++++ Supplied material ++++

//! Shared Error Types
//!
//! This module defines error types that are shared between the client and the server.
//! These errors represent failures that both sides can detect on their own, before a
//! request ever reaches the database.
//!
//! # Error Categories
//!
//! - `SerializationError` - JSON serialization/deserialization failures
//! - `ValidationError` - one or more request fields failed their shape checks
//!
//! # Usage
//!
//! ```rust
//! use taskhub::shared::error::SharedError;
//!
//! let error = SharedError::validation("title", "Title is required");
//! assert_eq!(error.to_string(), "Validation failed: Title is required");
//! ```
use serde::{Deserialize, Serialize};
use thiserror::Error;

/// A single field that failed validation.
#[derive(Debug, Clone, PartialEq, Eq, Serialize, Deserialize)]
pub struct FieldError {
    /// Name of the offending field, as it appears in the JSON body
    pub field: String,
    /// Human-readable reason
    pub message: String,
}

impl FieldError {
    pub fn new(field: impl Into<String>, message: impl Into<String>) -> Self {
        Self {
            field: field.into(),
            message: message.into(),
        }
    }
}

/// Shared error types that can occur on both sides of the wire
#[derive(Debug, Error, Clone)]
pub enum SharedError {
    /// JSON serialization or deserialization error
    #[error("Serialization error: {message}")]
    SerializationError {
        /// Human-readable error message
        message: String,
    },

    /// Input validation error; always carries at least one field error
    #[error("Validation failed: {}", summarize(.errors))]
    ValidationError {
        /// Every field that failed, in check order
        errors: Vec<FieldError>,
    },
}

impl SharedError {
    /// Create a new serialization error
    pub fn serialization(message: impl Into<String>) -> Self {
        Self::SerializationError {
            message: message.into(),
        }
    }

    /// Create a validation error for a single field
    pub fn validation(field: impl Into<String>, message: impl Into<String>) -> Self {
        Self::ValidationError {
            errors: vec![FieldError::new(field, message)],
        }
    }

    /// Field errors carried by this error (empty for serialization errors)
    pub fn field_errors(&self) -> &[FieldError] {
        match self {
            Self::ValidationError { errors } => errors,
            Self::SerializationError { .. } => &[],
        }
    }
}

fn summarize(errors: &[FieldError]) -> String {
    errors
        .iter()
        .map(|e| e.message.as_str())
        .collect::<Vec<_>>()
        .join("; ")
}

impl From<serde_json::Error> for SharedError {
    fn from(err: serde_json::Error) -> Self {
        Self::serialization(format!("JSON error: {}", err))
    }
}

++++
++++ Supplied material ++++

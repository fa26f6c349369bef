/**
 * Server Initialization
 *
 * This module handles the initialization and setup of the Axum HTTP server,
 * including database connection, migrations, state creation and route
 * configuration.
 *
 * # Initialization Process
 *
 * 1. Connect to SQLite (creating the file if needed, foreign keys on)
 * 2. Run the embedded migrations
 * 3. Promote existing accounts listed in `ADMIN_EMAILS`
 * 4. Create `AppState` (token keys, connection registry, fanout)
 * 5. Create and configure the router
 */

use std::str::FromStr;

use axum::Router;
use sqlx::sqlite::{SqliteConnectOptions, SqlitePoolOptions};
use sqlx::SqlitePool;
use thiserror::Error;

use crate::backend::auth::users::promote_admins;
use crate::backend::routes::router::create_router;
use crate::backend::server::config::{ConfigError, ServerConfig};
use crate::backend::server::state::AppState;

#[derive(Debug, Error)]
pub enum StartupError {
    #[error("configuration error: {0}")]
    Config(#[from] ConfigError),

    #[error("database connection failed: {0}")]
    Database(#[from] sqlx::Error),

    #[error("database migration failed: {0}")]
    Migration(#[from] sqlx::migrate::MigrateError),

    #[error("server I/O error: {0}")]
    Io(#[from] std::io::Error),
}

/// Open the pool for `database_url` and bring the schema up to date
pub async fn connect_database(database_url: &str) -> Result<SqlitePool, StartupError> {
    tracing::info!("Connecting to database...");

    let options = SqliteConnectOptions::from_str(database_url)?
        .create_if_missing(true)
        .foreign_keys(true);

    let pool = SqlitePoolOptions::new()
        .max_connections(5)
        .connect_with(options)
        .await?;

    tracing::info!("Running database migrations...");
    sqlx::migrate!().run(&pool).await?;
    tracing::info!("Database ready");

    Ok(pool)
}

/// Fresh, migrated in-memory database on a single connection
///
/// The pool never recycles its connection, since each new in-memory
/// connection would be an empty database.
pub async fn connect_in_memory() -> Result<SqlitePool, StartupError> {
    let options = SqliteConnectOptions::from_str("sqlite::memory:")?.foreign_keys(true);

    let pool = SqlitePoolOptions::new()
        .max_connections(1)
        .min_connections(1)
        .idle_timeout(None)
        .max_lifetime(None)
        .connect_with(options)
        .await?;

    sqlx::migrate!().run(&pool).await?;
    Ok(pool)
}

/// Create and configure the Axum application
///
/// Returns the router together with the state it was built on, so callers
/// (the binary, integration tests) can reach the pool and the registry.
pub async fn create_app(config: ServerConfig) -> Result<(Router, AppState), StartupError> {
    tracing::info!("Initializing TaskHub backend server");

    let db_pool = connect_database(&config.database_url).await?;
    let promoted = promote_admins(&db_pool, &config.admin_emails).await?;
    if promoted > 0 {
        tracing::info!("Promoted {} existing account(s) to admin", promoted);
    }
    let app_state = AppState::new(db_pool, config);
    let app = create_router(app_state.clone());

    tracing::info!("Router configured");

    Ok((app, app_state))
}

++++

What the task asks - Reply with every line of the listing that has the string "enum".

Task output -
pub enum SharedError {
pub enum StartupError {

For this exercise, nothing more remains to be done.